Eine Zuhörerin äußerte nach der Lesung den Eindruck, dass Stamm bei der Beschreibung der Figur „Iwona“ geradezu in Hässlichkeit geschwelgt habe. Dieser bekannte sich daraufhin zu einer „Freude am Nichtästhetischen in unserer überästhetisierten Welt“ und erzählte, dass er nicht nur gerne Plattenbauten betrachte, sondern für seinen Roman auch hässliche Menschen auf der Straße beobachten wollte. Allerdings habe er entdeckt, dass Hässlichkeit für ihn eher ein Charakterzug sei, genauer gesagt eine „Lieblosigkeit gegen sich selbst“. Folgerichtig heißt es auch über Iwona: „Ihre Haltung war verkrampft, dabei hatte ihre ganze Erscheinung etwas Lasches, Kraftloses.
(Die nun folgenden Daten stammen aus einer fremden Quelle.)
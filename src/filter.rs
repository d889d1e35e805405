//! Recency filtering and timestamp normalization.
//!
//! The provider stamps items as `Sun, 18 Oct 2026 09:30:00 +0900`. The
//! fixed-width zone suffix is dropped and the remaining wall-clock time is
//! compared with "now" on the same local clock, which is the host's UTC
//! clock shifted by the configured offset.

use crate::models::{NormalizedRecord, RawRecord};
use chrono::{Duration, NaiveDateTime, Utc};
use once_cell::sync::Lazy;
use regex::Regex;
use tracing::{debug, info};

const PUB_DATE_FORMAT: &str = "%a, %d %b %Y %H:%M:%S";

static ZONE_SUFFIX: Lazy<Regex> = Lazy::new(|| Regex::new(r"\s+[+-]\d{4}$").expect("static regex"));

/// Current time on the local clock: host UTC plus `utc_offset_hours`.
pub fn local_now(utc_offset_hours: i64) -> NaiveDateTime {
    Utc::now().naive_utc() + Duration::hours(utc_offset_hours)
}

/// Parse a provider timestamp into a naive local instant.
///
/// Returns `None` for anything that is not `%a, %d %b %Y %H:%M:%S` with an
/// optional `+HHMM`/`-HHMM` suffix.
pub fn parse_pub_date(raw: &str) -> Option<NaiveDateTime> {
    let naive = ZONE_SUFFIX.replace(raw.trim(), "");
    NaiveDateTime::parse_from_str(&naive, PUB_DATE_FORMAT).ok()
}

/// Keep records published within `window_hours` before `now`.
///
/// Records with unparseable timestamps are dropped. Input order is kept.
pub fn filter_recent(
    records: Vec<RawRecord>,
    window_hours: i64,
    now: NaiveDateTime,
) -> Vec<NormalizedRecord> {
    let window = Duration::hours(window_hours);
    let total = records.len();
    let mut malformed = 0usize;

    let kept: Vec<NormalizedRecord> = records
        .into_iter()
        .filter_map(|r| {
            let Some(published_at) = parse_pub_date(&r.pub_date) else {
                malformed += 1;
                debug!(link = %r.link, pub_date = %r.pub_date, "Dropping record with malformed timestamp");
                return None;
            };
            (now - published_at <= window).then(|| NormalizedRecord {
                title: r.title,
                link: r.link,
                description: r.description,
                published_at,
            })
        })
        .collect();

    info!(total, kept = kept.len(), malformed, window_hours, "Filtered records by recency");
    kept
}
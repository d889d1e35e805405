//! Per-topic article enrichment.
//!
//! For one topic the [`Enricher`] walks the classifier's candidates in
//! priority order and accepts at most `per_topic_cap` of them. For each
//! candidate it:
//!
//! 1. Obtains a summary, either from the fetched page (`direct`) or by letting
//!    the model open the link (`gateway`). Unusable content degrades to the
//!    search snippet, or to [`SUMMARY_SENTINEL`] when there is no snippet.
//! 2. Optionally asks whether the summary matches the search intent.
//! 3. Optionally asks whether it repeats a summary already accepted for this
//!    topic.
//!
//! Rejections do not count toward the cap. Any error on a candidate skips
//! that candidate only. Model calls from the worker go through [`Paced`].

pub mod content;
pub mod pacing;

use crate::config::{ContentMode, EnrichConfig};
use crate::error::EnrichError;
use crate::gateway::{parse_yes_no, CallPurpose, Generate, GenerateOptions};
use crate::models::{Category, EnrichedArticle, NormalizedRecord, SUMMARY_SENTINEL};
use crate::utils::{truncate_chars, truncate_for_log};
use content::{assess, ContentFetcher};
use pacing::Paced;
use std::collections::HashSet;
use tracing::{debug, info, instrument, warn};

/// Generated summaries shorter than this are treated as failed retrievals.
const MIN_SUMMARY_CHARS: usize = 20;

/// Phrases the model uses when it could not open a page.
const RETRIEVAL_FAILURE_MARKERS: &[&str] = &["열 수 없", "접근할 수 없", "확인할 수 없", "찾을 수 없"];

/// Where a candidate's summary text came from.
#[derive(Debug, Clone, PartialEq, Eq)]
enum Summary {
    Generated(String),
    Snippet(String),
    Sentinel,
}

impl Summary {
    /// Text that can be judged for relevance and duplication.
    fn judgeable(&self) -> Option<&str> {
        match self {
            Summary::Generated(s) | Summary::Snippet(s) => Some(s),
            Summary::Sentinel => None,
        }
    }

    fn into_text(self) -> String {
        match self {
            Summary::Generated(s) | Summary::Snippet(s) => s,
            Summary::Sentinel => SUMMARY_SENTINEL.to_string(),
        }
    }

    fn kind(&self) -> &'static str {
        match self {
            Summary::Generated(_) => "generated",
            Summary::Snippet(_) => "snippet",
            Summary::Sentinel => "sentinel",
        }
    }
}

/// Summarizes and screens candidates for one topic at a time.
#[derive(Debug)]
pub struct Enricher<'a, G, F> {
    gateway: Paced<&'a G>,
    fetcher: &'a F,
    config: &'a EnrichConfig,
    intent: String,
}

impl<'a, G: Generate, F: ContentFetcher> Enricher<'a, G, F> {
    /// `intent` is the search intent used for relevance checks.
    pub fn new(gateway: &'a G, fetcher: &'a F, config: &'a EnrichConfig, intent: String) -> Self {
        Self {
            gateway: Paced::new(gateway, config.call_delay()),
            fetcher,
            config,
            intent,
        }
    }

    /// Enrich the candidates of one topic, in priority order.
    #[instrument(level = "info", skip_all, fields(topic = %topic, candidates = candidates.len()))]
    pub async fn enrich(&self, topic: Category, candidates: Vec<NormalizedRecord>) -> Vec<EnrichedArticle> {
        let cap = self.config.per_topic_cap;
        let mut accepted: Vec<EnrichedArticle> = Vec::new();
        let mut seen_summaries: Vec<String> = Vec::new();
        let mut seen_links: HashSet<String> = HashSet::new();
        let mut rejected = 0usize;
        let mut failed = 0usize;

        for record in candidates {
            if accepted.len() >= cap {
                break;
            }
            if !seen_links.insert(record.link.clone()) {
                continue;
            }

            let summary = match self.summarize(&record).await {
                Ok(s) => s,
                Err(e) => {
                    warn!(link = %record.link, error = %e, "Enrichment failed; skipping candidate");
                    failed += 1;
                    continue;
                }
            };

            if let Some(text) = summary.judgeable() {
                match self.screen(text, &seen_summaries).await {
                    Ok(true) => seen_summaries.push(text.to_string()),
                    Ok(false) => {
                        rejected += 1;
                        continue;
                    }
                    Err(e) => {
                        warn!(link = %record.link, error = %e, "Judgment failed; skipping candidate");
                        failed += 1;
                        continue;
                    }
                }
            }

            debug!(link = %record.link, kind = summary.kind(), "Accepted article");
            accepted.push(EnrichedArticle {
                title: record.title,
                link: record.link,
                summary: summary.into_text(),
                topic,
            });
        }

        info!(accepted = accepted.len(), rejected, failed, "Finished topic");
        accepted
    }

    async fn summarize(&self, record: &NormalizedRecord) -> Result<Summary, EnrichError> {
        match self.config.content_mode {
            ContentMode::Direct => {
                let text = self.fetcher.fetch(&record.link).await?;
                let verdict = assess(&text, self.config.min_content_chars);
                if !verdict.is_usable() {
                    info!(link = %record.link, ?verdict, "Article content unusable; falling back");
                    return Ok(self.fallback(record));
                }
                let body = truncate_chars(&text, self.config.max_content_chars);
                let prompt = summarize_prompt(&record.title, &body);
                let out = self
                    .gateway
                    .generate(&prompt, &GenerateOptions::text(CallPurpose::Summarize))
                    .await?;
                Ok(self.accept_generated(record, out))
            }
            ContentMode::Gateway => {
                let prompt = retrieve_prompt(&record.title, &record.link);
                let out = self
                    .gateway
                    .generate(&prompt, &GenerateOptions::with_web_tool(CallPurpose::Summarize))
                    .await?;
                Ok(self.accept_generated(record, out))
            }
        }
    }

    fn accept_generated(&self, record: &NormalizedRecord, out: String) -> Summary {
        let out = out.trim();
        let too_short = out.chars().filter(|c| !c.is_whitespace()).count() < MIN_SUMMARY_CHARS;
        if too_short || RETRIEVAL_FAILURE_MARKERS.iter().any(|m| out.contains(m)) {
            info!(
                link = %record.link,
                response_preview = %truncate_for_log(out, 80),
                "Model summary unusable; falling back"
            );
            return self.fallback(record);
        }
        Summary::Generated(truncate_chars(out, self.config.max_summary_chars))
    }

    fn fallback(&self, record: &NormalizedRecord) -> Summary {
        let snippet = record.description.trim();
        if snippet.is_empty() {
            Summary::Sentinel
        } else {
            Summary::Snippet(truncate_chars(snippet, self.config.max_summary_chars))
        }
    }

    /// Run the enabled judgments. `Ok(false)` means reject.
    async fn screen(&self, summary: &str, seen: &[String]) -> Result<bool, EnrichError> {
        if self.config.relevance_check && !self.is_relevant(summary).await? {
            info!(summary = %truncate_for_log(summary, 60), "Rejected as irrelevant");
            return Ok(false);
        }
        if self.config.duplicate_check && !seen.is_empty() && self.is_duplicate(summary, seen).await? {
            info!(summary = %truncate_for_log(summary, 60), "Rejected as duplicate");
            return Ok(false);
        }
        Ok(true)
    }

    async fn is_relevant(&self, summary: &str) -> Result<bool, EnrichError> {
        let prompt = relevance_prompt(&self.intent, summary);
        let answer = self
            .gateway
            .generate(&prompt, &GenerateOptions::text(CallPurpose::Relevance))
            .await?;
        Ok(parse_yes_no(&answer).unwrap_or_else(|| {
            warn!(answer = %truncate_for_log(&answer, 60), "Unclear relevance answer; keeping");
            true
        }))
    }

    async fn is_duplicate(&self, summary: &str, seen: &[String]) -> Result<bool, EnrichError> {
        let prompt = duplicate_prompt(summary, seen);
        let answer = self
            .gateway
            .generate(&prompt, &GenerateOptions::text(CallPurpose::Duplicate))
            .await?;
        Ok(parse_yes_no(&answer).unwrap_or_else(|| {
            warn!(answer = %truncate_for_log(&answer, 60), "Unclear duplicate answer; keeping");
            false
        }))
    }
}

fn summarize_prompt(title: &str, body: &str) -> String {
    format!("다음 기사 본문을 한국어 세 문장으로 요약하세요.\n제목: {title}\n본문:\n{body}")
}

fn retrieve_prompt(title: &str, link: &str) -> String {
    format!(
        "다음 링크의 뉴스 기사를 직접 열어 읽고 한국어 세 문장으로 요약하세요. \
         기사를 열 수 없으면 '열 수 없음'이라고만 답하세요.\n제목: {title}\n링크: {link}"
    )
}

fn relevance_prompt(intent: &str, summary: &str) -> String {
    format!(
        "검색 의도: {intent}\n기사 요약: {summary}\n\
         이 기사가 검색 의도와 관련이 있습니까? '예' 또는 '아니오'로만 답하세요."
    )
}

fn duplicate_prompt(summary: &str, seen: &[String]) -> String {
    let listing = seen
        .iter()
        .map(|s| format!("- {s}"))
        .collect::<Vec<_>>()
        .join("\n");
    format!(
        "이미 선정된 기사 요약:\n{listing}\n\n새 기사 요약: {summary}\n\
         새 기사가 이미 선정된 기사 중 하나와 같은 사건을 다룹니까? '예' 또는 '아니오'로만 답하세요."
    )
}
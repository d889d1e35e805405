//! News-search sources.
//!
//! A source answers one keyword query at a time. [`fetch`] runs every keyword
//! against a source in order, tolerates per-keyword failures, and merges the
//! hits into one list with each link appearing once.
//!
//! | Source | Module | Method |
//! |--------|--------|--------|
//! | Naver News Search | [`naver`] | JSON search API, client id/secret headers |

pub mod naver;

use crate::error::SourceError;
use crate::models::RawRecord;
use crate::utils::collapse_whitespace;
use futures::stream::{self, StreamExt};
use itertools::Itertools;
use scraper::Html;
use tracing::{info, instrument, warn};

/// A provider that can be queried for recent news by keyword.
pub trait NewsSource {
    /// Run one keyword query.
    async fn search(&self, keyword: &str) -> Result<Vec<RawRecord>, SourceError>;

    /// Short provider name for logs.
    fn name(&self) -> &'static str;
}

/// Query `source` once per keyword and merge the results.
///
/// A failure for one keyword is logged and contributes no records. Results
/// are interleaved by rank across keywords and de-duplicated by link, first
/// occurrence winning.
#[instrument(level = "info", skip_all, fields(source = source.name(), keywords = keywords.len()))]
pub async fn fetch<S: NewsSource>(source: &S, keywords: &[String]) -> Vec<RawRecord> {
    let per_keyword: Vec<Vec<RawRecord>> = stream::iter(keywords.iter().filter(|k| !k.trim().is_empty()))
        .then(|keyword| async move {
            match source.search(keyword.trim()).await {
                Ok(records) => {
                    info!(%keyword, count = records.len(), "Keyword query returned records");
                    records
                }
                Err(e) => {
                    warn!(%keyword, error = %e, "Keyword query failed; continuing without it");
                    Vec::new()
                }
            }
        })
        .collect()
        .await;

    let total: usize = per_keyword.iter().map(Vec::len).sum();
    let merged: Vec<RawRecord> = round_robin(per_keyword)
        .into_iter()
        .unique_by(|r| r.link.clone())
        .collect();

    info!(total, unique = merged.len(), "Merged keyword results");
    merged
}

/// Take the first result of every keyword, then every second result, and so
/// on, so that a later cap on the record count keeps each keyword's top hits.
fn round_robin(lists: Vec<Vec<RawRecord>>) -> Vec<RawRecord> {
    let mut iters: Vec<_> = lists.into_iter().map(Vec::into_iter).collect();
    let mut out = Vec::new();
    loop {
        let before = out.len();
        for it in iters.iter_mut() {
            out.extend(it.next());
        }
        if out.len() == before {
            return out;
        }
    }
}

/// Remove HTML tags, decode entities and collapse whitespace.
///
/// ```ignore
/// assert_eq!(strip_markup("<b>AI</b> &quot;열풍&quot;"), "AI \"열풍\"");
/// ```
pub fn strip_markup(text: &str) -> String {
    let fragment = Html::parse_fragment(text);
    let plain = fragment.root_element().text().collect::<String>();
    collapse_whitespace(&plain)
}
Sie sah aus wie jemand, der jede Hoffnung aufgegeben hat, irgendwem zu gefallen, und sei es sich selbst.“ Alex versteht selbst nicht, weshalb er ausgerechnet wegen Iwona seine Ehe aufs Spiel setzt. Vielleicht reizt die Macht, die er in dieser ungleichen Beziehung hat, denn Iwona liebt Alex bedingungslos. Ihm ist sie dagegen völlig gleichgültig – behauptet er zumindest.

Peter Stamm glaubt als Verfechter des freien Willens nicht, dass sein Protagonist von seinen Trieben determiniert wird. „Wir können uns frei entscheiden – aber für Literatur ist es eben spannender, wenn man sich falsch entscheidet…“ kommentierte er nach der Lesung mit einem spitzbübischen Lächeln. An dieser Dreiecksgeschichte, in der auch noch die ungewollte Kinderlosigkeit Sonjas und die versehentliche Schwangerschaft Iwonas für Verwicklungen sorgen, interessieren den Schweizer daher besonders die „Nachtseiten des Gefühlslebens“ (DIE ZEIT, 13.08.2009) und die Frage, in welchem Verhältnis Liebe und Macht zueinander stehen.

Interesse an der menschlichen Psyche

Peter Stamms Schreibschule, erklärte Friedhelm Marx, sei Lebenserfahrung gewesen. Der Schriftsteller wurde 1963 geboren und studierte nach einer kaufmännischen Lehre einige Semester Anglistik, Psychologie und Psychopathologie, bevor er sich nach längeren Auslandsaufenthalten als freier Autor und Journalist in Winterthur niederließ. Um problematische Beziehungen und Identitätskonflikte ging es bereits in Stamms Debütroman „Agnes“ aus dem Jahr 1998. Neben Romanen und Erzählungen veröffentlichte der Autor Hörspiele und verfasste Kinderbücher, Drehbücher, Werbetexte sowie journalistische Artikel. „Agnes“ wurde kürzlich in Baden-Württemberg zum Abiturpflichtstoff erhoben, was in den Augen von Prof. Friedhelm Marx einen „ganz wunderbaren Zwang“ darstellt. Doch auch die Zuhörer, die ganz zwanglos Peter Stamms Lesung aus „Sieben Jahre“ gelauscht haben, dürften genug Stoff zum Nachdenken über Liebes- und Lebensglück mit nach Hause genommen haben.